91. Alanis Morissette, "You Oughta Know" (Video Music Awards, 1995)
Twenty-plus years of confusing album titles, unexpected film and TV cameos and hilariously self-parodic Black Eyed Peas covers has sadly come to dull the message originally delivered by "You Oughta Know" upon its mid-'90s arrival: Alanis Morrissette will f--king end you. But there was certainly no mistaking it at the '95 Video Music Awards: prowling the stage in leather pants and hair longer and greasier than Chris Cornell's, Alanis seethed with the hunger and fury of someone ready to violently seize the crown for all post-grunge alternative.
90. Usher feat. James Brown, "Caught Up" (Grammys, 2005)

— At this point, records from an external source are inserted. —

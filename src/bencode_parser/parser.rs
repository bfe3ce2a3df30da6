use nom::{
    IResult, Parser,
    branch::alt,
    bytes::complete::take,
    character::complete::{char, digit1},
    combinator::{opt, recognize},
    multi::many_till,
    sequence::{pair, preceded, terminated},
};
use std::collections::HashMap;

use crate::bencode_parser::errors::{BencodeError, Reason, RawError};

type BenResult<'a, O = Value<'a>> = IResult<&'a [u8], O, RawError<'a>>;

/// A decoded bencode value borrowing from the input buffer.
#[derive(Debug, Clone, PartialEq, Eq)]
pub enum Value<'a> {
    Bytes(&'a [u8]),
    Integer(i64),
    List(Vec<Self>),
    /// `raw` is the exact encoded span of the dictionary, `d` to `e` inclusive.
    Dictionary {
        entries: HashMap<&'a [u8], Self>,
        raw: &'a [u8],
    },
}

impl<'a> Value<'a> {
    pub fn get(&self, key: &[u8]) -> Option<&Value<'a>> {
        match self {
            Value::Dictionary { entries, .. } => entries.get(key),
            _ => None,
        }
    }

    pub fn as_bytes(&self) -> Option<&'a [u8]> {
        match self {
            Value::Bytes(b) => Some(*b),
            _ => None,
        }
    }

    pub fn as_integer(&self) -> Option<i64> {
        match self {
            Value::Integer(i) => Some(*i),
            _ => None,
        }
    }

    pub fn as_str(&self) -> Option<&'a str> {
        self.as_bytes().and_then(|b| std::str::from_utf8(b).ok())
    }

    fn parse_any(inp: &'a [u8]) -> BenResult<'a> {
        alt((
            Self::parse_bytes,
            Self::parse_integer,
            Self::parse_list,
            Self::parse_dict,
        ))
        .parse(inp)
    }

    fn parse_integer(start_inp: &'a [u8]) -> BenResult<'a> {
        let digits: BenResult<'a, &'a [u8]> = preceded(
            char('i'),
            terminated(recognize(pair(opt(char('-')), digit1)), char('e')),
        )
        .parse(start_inp);
        let (inp, digits) = digits?;

        let invalid = || nom::Err::Failure(RawError::new(start_inp, Reason::InvalidInteger));

        // Digits are ASCII by construction.
        let text = std::str::from_utf8(digits).map_err(|_| invalid())?;
        if text.starts_with("-0") || (text.starts_with('0') && text.len() > 1) {
            return Err(invalid());
        }

        let value = text.parse::<i64>().map_err(|_| invalid())?;
        Ok((inp, Value::Integer(value)))
    }

    fn parse_raw_bytes(start_inp: &'a [u8]) -> BenResult<'a, &'a [u8]> {
        let digits: BenResult<'a, &'a [u8]> = terminated(digit1, char(':')).parse(start_inp);
        let (inp, digits) = digits?;

        let length = std::str::from_utf8(digits)
            .ok()
            .and_then(|s| s.parse::<usize>().ok())
            .ok_or_else(|| nom::Err::Failure(RawError::new(start_inp, Reason::InvalidLength)))?;

        if length > inp.len() {
            return Err(nom::Err::Failure(RawError::new(
                start_inp,
                Reason::InvalidLength,
            )));
        }

        take(length).parse(inp)
    }

    fn parse_bytes(inp: &'a [u8]) -> BenResult<'a> {
        Self::parse_raw_bytes(inp).map(|(rest, bytes)| (rest, Value::Bytes(bytes)))
    }

    fn parse_list(start_inp: &'a [u8]) -> BenResult<'a> {
        let (inp, (items, _)) =
            preceded(char('l'), many_till(Self::parse_any, char('e'))).parse(start_inp)?;

        Ok((inp, Value::List(items)))
    }

    fn parse_dict(start_inp: &'a [u8]) -> BenResult<'a> {
        let (inp, (pairs, _)) = preceded(
            char('d'),
            many_till(pair(Self::parse_raw_bytes, Self::parse_any), char('e')),
        )
        .parse(start_inp)?;

        let raw = &start_inp[..start_inp.len() - inp.len()];
        let entries = pairs.into_iter().collect();

        Ok((inp, Value::Dictionary { entries, raw }))
    }
}

/// Parses a single bencoded value spanning all of `source`.
///
/// # Errors
/// Returns `Err` if `source` is not valid bencode or has bytes left over
/// after the first value.
pub fn parse(source: &[u8]) -> Result<Value<'_>, BencodeError> {
    let (rest, value) =
        Value::parse_any(source).map_err(|err| BencodeError::from_nom(source, err))?;

    if !rest.is_empty() {
        return Err(BencodeError::TrailingData(source.len() - rest.len()));
    }

    Ok(value)
}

Usher was hot enough in the mid-'00s that he could perform his fifth single off Confessions -- y'know, the one that didn't go to No. 1 -- at the Grammys and still scorch the earth with every tap of his soft-shoe. Not since the primes of Michael and Prince could a triple-threat performer bring out James Brown for a show-'em-how-its-done cameo and have it seem like he was doing the Godfather of Soul a favor.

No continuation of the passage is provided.